The Great War project officially ended on 11 November 2018, exactly 100 years after the signing of the Armistice at Compiègne which formally ended all hostilities in the First World War. Neidell stated in his finale video that the channel will continue to release some episodes about events following the First World War. As for himself, Neidell has moved on to focus on other projects, such as the aforementioned World War II series.

==== TimeGhost History ====
Neidell would launch the TimeGhost History YouTube channel in June 2017 with Spartacus Olsson, the creator of The Great War and the producer of it for its first two years. The first feature was day-by-day coverage of the Cuban Missile Crisis, 55 years to the day after the event. The group returned to cover the event in more detail beginning in June 2020 in their The Cuban Missile Crisis Day by Day series. In April 2018, they launched the "Between 2 Wars" series to recap the Interwar period. During September 2020, TimeGhost announced in a YouTube video on their channel that a second season of Between 2 Wars would be launched; named "Zeitgeist" with the first episode being released in October 2020.

=== World War Two ===
With The Great War project coming to a close in November 2018, Indy Neidell and Spartacus Olsson prepared for an equivalent YouTube project focusing on World War II, which they would produce themselves through their own TimeGhost channel (unlike The Great War) with a projected start date for September 1, 2018. Accounting for the war's longer duration and larger scope for this independent project without the participation of Mediakraft Networks, it is a collaboration of various channels: TimeGhost will focus on a weekly series on the general historical events of the war in the European and Pacific Theatres of the war. To raise the money need for the project, a successful Kickstarter campaign was launched which raised $63,816 (€54,380). With those funds available, a new studio was built from the ground up in its own building and arrangements were made with media providers such as Reuters News Service for archival footage.

The series also has an Instagram account which runs parallel to it and follows the events of World War II on a day-by-day basis. The series also has a X account which follows the events of the World War II, with discussions on relevant parallels drawn between World War II and the present as well as myth-busting common misconceptions. As of September 2026, the YouTube channel has received more than 390 million views, 1.18 million subscribers and 1,338 videos uploaded.
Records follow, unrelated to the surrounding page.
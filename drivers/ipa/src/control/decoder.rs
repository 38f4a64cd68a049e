//! # Control Request Decoder
//!
//! Two-phase decode of one control request:
//!
//! ```text
//!   lookup ──▶ hold gate ──▶ read header ──▶ size check ──▶ allocate
//!                                                              │
//!   write back ◀── handler ◀── count unchanged? ◀── read all ◀─┘
//! ```
//!
//! The count embedded in the header is validated before its size is
//! trusted for the second read. The payload buffer and the gate hold are
//! dropped on every exit path.

use alloc::sync::Arc;
use alloc::vec::Vec;
use core::fmt;
use core::sync::atomic::{AtomicU64, Ordering};

use ipa_core::{Error, Result};
use ipa_power::PowerGate;

use super::handler::ControlHandler;
use super::layout::{self, Layout, OpcodeSpec, MAX_HEADER_LEN};
use super::payload::Payload;
use super::user::UserMemory;

/// Decoder counters
#[derive(Debug, Clone, Copy, PartialEq, Eq, Default)]
pub struct DecoderStats {
    /// Requests seen, accepted or not
    pub requests: u64,
    /// Requests rejected before or during decode
    pub rejected: u64,
    /// Payload buffers allocated
    pub payload_allocations: u64,
    /// Copies to or from the caller that faulted
    pub transfer_faults: u64,
    /// Requests the handler failed
    pub handler_failures: u64,
}

/// Decoder for control requests on one device
pub struct ControlDecoder {
    gate: Arc<PowerGate>,
    handler: Arc<dyn ControlHandler>,
    requests: AtomicU64,
    rejected: AtomicU64,
    payload_allocations: AtomicU64,
    transfer_faults: AtomicU64,
    handler_failures: AtomicU64,
}

impl ControlDecoder {
    /// Create a decoder over a power gate and a handler
    pub fn new(gate: Arc<PowerGate>, handler: Arc<dyn ControlHandler>) -> Self {
        Self {
            gate,
            handler,
            requests: AtomicU64::new(0),
            rejected: AtomicU64::new(0),
            payload_allocations: AtomicU64::new(0),
            transfer_faults: AtomicU64::new(0),
            handler_failures: AtomicU64::new(0),
        }
    }

    /// Decode and run one request.
    ///
    /// Returns the handler's value for scalar commands and 0 for buffer
    /// commands.
    pub fn dispatch(&self, raw: u32, arg: &mut dyn UserMemory) -> Result<u32> {
        self.requests.fetch_add(1, Ordering::Relaxed);

        let result = self.run(raw, arg);
        if let Err(e) = result {
            self.rejected.fetch_add(1, Ordering::Relaxed);
            if e == Error::TransferFault {
                self.transfer_faults.fetch_add(1, Ordering::Relaxed);
            }
            log::debug!("IPA: request {:#010x} failed: {}", raw, e);
        }
        result
    }

    /// Counters
    pub fn stats(&self) -> DecoderStats {
        DecoderStats {
            requests: self.requests.load(Ordering::Relaxed),
            rejected: self.rejected.load(Ordering::Relaxed),
            payload_allocations: self.payload_allocations.load(Ordering::Relaxed),
            transfer_faults: self.transfer_faults.load(Ordering::Relaxed),
            handler_failures: self.handler_failures.load(Ordering::Relaxed),
        }
    }

    fn run(&self, raw: u32, arg: &mut dyn UserMemory) -> Result<u32> {
        // No side effects before the command is known
        let spec = layout::lookup(raw)?;
        let _hold = self.gate.hold()?;

        match spec.layout {
            Layout::Scalar => self.call_value(spec, arg.value()),
            Layout::Fixed { size } => {
                let mut header = [0u8; MAX_HEADER_LEN];
                let header = &mut header[..size];
                arg.copy_in(header)?;

                let mut payload = Payload::fixed(spec.opcode, header);
                self.call(&mut payload)?;
                if spec.writeback {
                    arg.copy_out(payload.as_bytes())?;
                }
                Ok(0)
            },
            Layout::Variable {
                header,
                count_offset,
                element,
                max_count,
            } => {
                let mut local = [0u8; MAX_HEADER_LEN];
                arg.copy_in(&mut local[..header])?;

                let count = read_count(&local, count_offset);
                if let Some(max) = max_count {
                    if count > max {
                        log::warn!(
                            "IPA: {:?} count {} exceeds {}",
                            spec.opcode,
                            count,
                            max
                        );
                        return Err(Error::InvalidArgument);
                    }
                }
                let len = layout::payload_len(header, u64::from(count), element)?;

                let mut buf = self.allocate(len)?;
                arg.copy_in(&mut buf)?;

                // The caller may have changed the header between the reads
                if read_count(&buf, count_offset) != count {
                    log::warn!("IPA: {:?} count changed between reads", spec.opcode);
                    return Err(Error::InvalidArgument);
                }

                let mut payload =
                    Payload::variable(spec.opcode, &mut buf, header, element, count as usize);
                self.call(&mut payload)?;
                if spec.writeback {
                    arg.copy_out(payload.as_bytes())?;
                }
                Ok(0)
            },
        }
    }

    fn allocate(&self, len: usize) -> Result<Vec<u8>> {
        let mut buf = Vec::new();
        buf.try_reserve_exact(len).map_err(|_| Error::OutOfMemory)?;
        buf.resize(len, 0);
        self.payload_allocations.fetch_add(1, Ordering::Relaxed);
        Ok(buf)
    }

    fn call(&self, payload: &mut Payload<'_>) -> Result<()> {
        let opcode = payload.opcode();
        self.handler
            .handle(payload)
            .map_err(|e| self.handler_failed(opcode, e))
    }

    fn call_value(&self, spec: &OpcodeSpec, arg: usize) -> Result<u32> {
        self.handler
            .handle_value(spec.opcode, arg)
            .map_err(|e| self.handler_failed(spec.opcode, e))
    }

    fn handler_failed(&self, opcode: layout::Opcode, e: Error) -> Error {
        self.handler_failures.fetch_add(1, Ordering::Relaxed);
        log::error!("IPA: {:?} handler failed: {}", opcode, e);
        Error::OperationFailed
    }
}

impl fmt::Debug for ControlDecoder {
    fn fmt(&self, f: &mut fmt::Formatter<'_>) -> fmt::Result {
        f.debug_struct("ControlDecoder")
            .field("gate", &self.gate)
            .field("stats", &self.stats())
            .finish()
    }
}

fn read_count(header: &[u8], offset: usize) -> u32 {
    let mut word = [0u8; 4];
    word.copy_from_slice(&header[offset..offset + 4]);
    u32::from_ne_bytes(word)
}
The World War II project officially ended on September 2, 2024, exactly 79 years after the signing of the Japanese Instrument of Surrender which ended World War II. Since then, the channel has continued to upload new content focusing in detail on events surrounding the second World War including the Rise of Hitler, the death of Democracy, and specific battles, campaigns, and equipment.

=== Sabaton ===
In February 2019, Neidell teamed up with Swedish heavy metal band Sabaton for a project called Sabaton History, for which he is the host and writer. The series documents the historical events surrounding the band's songs. He also portrayed T. E. Lawrence in the music video for Sabaton's song "Seven Pillars of Wisdom" and Adrian Carton de Wiart in the music video for their song "The Unkillable Soldier".

=== The Korean War ===
On June 25, 2024, Neidell launched the third real-time series, this time covering the Korean War. Similar to their previous real-time series, the channel provides week by week coverage of the events of the Korean War. As of September 2026, the YouTube channel has received more than 33 million views and 156 thousand subscribers.

== Personal life ==
Neidell left the United States in January 1993, living in New York City prior to moving to Europe. He lived in Prague for several years before leaving the city. After leaving Prague, Indy spent time living in Budapest, Istanbul, London and Edinburgh before eventually moving to Stockholm in 1996, where he has lived since. He has dual citizenship of the United States and Sweden. Neidell is a member of the European chapter of the Society for American Baseball Research and a supporter of the Houston Astros.